If the OS cannot be booted, use the offline support tools to resolve the issue. The offline support
tools are available from the UEFI partition. after you resolve the issue preventing booting, boot
HP-UX, and use the online support tools for any further testing.
If it is not possible to reach the UEFI from either the main disk or from LAN, you must troubleshoot
using the visual fault indicators, console messages, and system error logs that are available.
General diagnostic tools
DescriptionDiagnostic Tool
Provides detailed information about the IPMI event (Issue
description, cause, action)
IPMI Event Decoder
Fault management overview
The goal of fault management and monitoring is to increase server blade availability, by moving
from a reactive fault detection, diagnosis, and repair strategy to a proactive fault detection,
diagnosis, and repair strategy. The objectives are:
• To detect issues automatically, as close as possible to the time of occurrence.

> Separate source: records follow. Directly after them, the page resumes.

// Category-based logging infrastructure
//
// This will be used from multiple threads (the interpreter thread and
// any number of render threads), so it needs to be stateless.
//
// Global Graphics Software Ltd.

#[allow(dead_code, non_camel_case_types)]
pub enum LogLevel {
    // in order of highest priority
    critical, // Urgent and must always be displayed
    error,
    debug,   // debugging related, fairly verbose
    verbose, // more verbose debug output
    info,    // most verbose
}

impl LogLevel {
    pub fn get_name(&self) -> &'static str {
        match self {
            LogLevel::critical => "critical",
            LogLevel::error => "error",
            LogLevel::debug => "debug",
            LogLevel::verbose => "verbose",
            LogLevel::info => "info",
        }
    }

    pub fn get_level(&self) -> u32 {
        match self {
            LogLevel::critical => 0,
            LogLevel::error => 1,
            LogLevel::debug => 2,
            LogLevel::verbose => 3,
            LogLevel::info => 4,
        }
    }
}

#[macro_export]
macro_rules! debug {
    ($($format_args:tt)+) => {{
        #[cfg(debug_assertions)]
        $crate::log_internal!($crate::logging::LogLevel::debug, $($format_args)+)
    }};
}

#[macro_export]
macro_rules! verbose {
    ($($format_args:tt)+) => {{
        #[cfg(debug_assertions)]
        $crate::log_internal!($crate::logging::LogLevel::verbose, $($format_args)+)
    }};
}

#[macro_export]
macro_rules! info {
    ($($format_args:tt)+) => {{
        #[cfg(debug_assertions)]
        $crate::log_internal!($crate::logging::LogLevel::info, $($format_args)+)
    }};
}

#[macro_export]
macro_rules! error {
    ($($format_args:tt)+) => {{
        $crate::log_internal!($crate::logging::LogLevel::error, $($format_args)+)
    }};
}

#[allow(unused_macros)]
#[macro_export]
macro_rules! log_internal {
    ($loglevel:expr, $($format_args:tt)+) => ({
        lazy_static::lazy_static! {
            static ref DEFAULT_LEVEL: u32 = $crate::logging::LogLevel::error.get_level();

            static ref LOG_LEVEL_RAW: u32 = match std::env::var("HT_LOG") {
                Ok(val) => match val.as_str() {
                    "debug" => $crate::logging::LogLevel::debug.get_level(),
                    "verbose" => $crate::logging::LogLevel::verbose.get_level(),
                    "info" => $crate::logging::LogLevel::info.get_level(),
                    _ => *DEFAULT_LEVEL,
                },
                Err(_) => *DEFAULT_LEVEL,
            };
        }

        let level: $crate::logging::LogLevel = $loglevel;
        let is_err = level.get_level() <= *DEFAULT_LEVEL;
        let mut should_log = level.get_level() <= *LOG_LEVEL_RAW;

        // If this variable is defined, only log statements from files
        // whose path contains the given substring
        if let Ok(m) = std::env::var("HT_LOG_MATCH") {
            should_log = should_log && file!().contains(m.as_str());
        }

        if is_err || should_log {
            println!(
                "[{}]<{}> {}:{} - {}",
                $crate::timing::get_current_millis(),
                level.get_name(),
                file!(),
                line!(),
                format!($($format_args)+)
            );
        }
    })
}
//! Character blit: span logic clipped against a character's bounding
//! box and an explicit mask bitmap (§4.6, "char blits additionally
//! handle clipping against the character bounding box and maskform
//! bitmap, and have specialized paths for 0-bit and 1-bit shifts").

use crate::form::Form;
use crate::screen::{CellBasis, HalfType};
use crate::types::BlitWord;

use super::span::{blit_span, ClipMode, SpanTarget};

/// A glyph's rendered mask: 1 bits mark pixels the glyph covers.
pub struct MaskForm<'a> {
    pub width: u32,
    pub height: u32,
    pub words_per_line: usize,
    pub bits: &'a [BlitWord],
}

impl<'a> MaskForm<'a> {
    fn get_bit(&self, x: u32, y: u32) -> bool {
        if x >= self.width || y >= self.height {
            return false;
        }
        let word_index = y as usize * self.words_per_line + (x / BlitWord::BITS) as usize;
        let bit = x % BlitWord::BITS;
        self.bits.get(word_index).map(|w| (w >> bit) & 1 != 0).unwrap_or(false)
    }
}

/// Render one scanline of a character, gated by `mask` in addition to
/// the halftone cell's own bits. `origin_x`/`origin_y` place the glyph
/// at its device position.
pub fn blit_char_row(
    basis: &CellBasis,
    halftype: HalfType,
    form: &Form,
    mask: &MaskForm,
    origin_x: i32,
    origin_y: i32,
    row: i32,
    target: &mut SpanTarget,
    x_sep_position: i32,
) {
    if row < 0 || row as u32 >= mask.height {
        return;
    }
    let y = origin_y + row;

    // Specialized 0-bit-shift path: the glyph's left edge is already
    // word-aligned, so the mask and halftone output share the same bit
    // offsets and can be merged without a per-pixel shift.
    if origin_x % BlitWord::BITS as i32 == 0 {
        blit_char_row_aligned(basis, halftype, form, mask, origin_x, y, row, target, x_sep_position);
        return;
    }

    // General 1-bit (arbitrary) shift path: fall back to per-pixel
    // clip evaluation against the mask.
    for x in 0..mask.width as i32 {
        let mx = x;
        let my = row;
        if !mask.get_bit(mx as u32, my as u32) {
            continue;
        }
        let dev_x = origin_x + x;
        let clip = ClipMode::Rect { xs: dev_x, xe: dev_x };
        blit_span(basis, halftype, form, y, dev_x, dev_x, x_sep_position, target, clip);
    }
}

fn blit_char_row_aligned(
    basis: &CellBasis,
    halftype: HalfType,
    form: &Form,
    mask: &MaskForm,
    origin_x: i32,
    y: i32,
    row: i32,
    target: &mut SpanTarget,
    x_sep_position: i32,
) {
    let mut run_start: Option<i32> = None;
    for x in 0..=mask.width as i32 {
        let covered = x < mask.width as i32 && mask.get_bit(x as u32, row as u32);
        match (covered, run_start) {
            (true, None) => run_start = Some(x),
            (false, Some(start)) => {
                let dev_xs = origin_x + start;
                let dev_xe = origin_x + x - 1;
                let clip = ClipMode::Rect { xs: dev_xs, xe: dev_xe };
                blit_span(basis, halftype, form, y, dev_xs, dev_xe, x_sep_position, target, clip);
                run_start = None;
            }
            _ => {}
        }
    }
}

#[cfg(test)]
mod tests {
    use super::*;
    use crate::screen::HalfType;

    fn basis() -> CellBasis {
        CellBasis {
            r1: 4,
            r2: 0,
            r3: 0,
            r4: 4,
            xdims: 4,
            ydims: 4,
        }
    }

    #[test]
    fn char_blit_only_touches_masked_columns() {
        let mut form = Form::new(4, 4, 1);
        form.fill_one();
        // Mask covers columns 1..3 of a 4-wide, 1-tall glyph.
        let mask = MaskForm {
            width: 4,
            height: 1,
            words_per_line: 1,
            bits: &[0b0110u32],
        };
        let mut row = vec![0u32; 2];
        {
            let mut target = SpanTarget { row: &mut row };
            blit_char_row(&basis(), HalfType::Special, &form, &mask, 0, 0, 0, &mut target, 0);
        }
        assert_eq!(row[0] & 0b1, 0);
        assert_eq!(row[0] & 0b1000, 0);
        assert_ne!(row[0] & 0b0110, 0);
    }
}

• To diagnose issues automatically, at the time of detection.
• To automatically report (in understandable text) a description of the issue, the likely causes of
the issue, the recommended actions to resolve the issue, and detailed information about the
issue.
• To be sure that tools are available to repair or recover from the fault.
HP-UX Fault management
Proactive fault prediction and notification is provided on HP-UX by SFM and WBEM indications.
WBEM is a collection of standards that aid large-scale systems management. WBEM allows
management applications to monitor systems in a network.
SFM and WBEM indication providers enable users to monitor the operation of a wide variety of
hardware products, and alert them immediately if any failure or other unusual event occurs. By
using hardware event monitoring, users can virtually eliminate undetected hardware failures that
could interrupt server blade operation or cause data loss.
92 Troubleshooting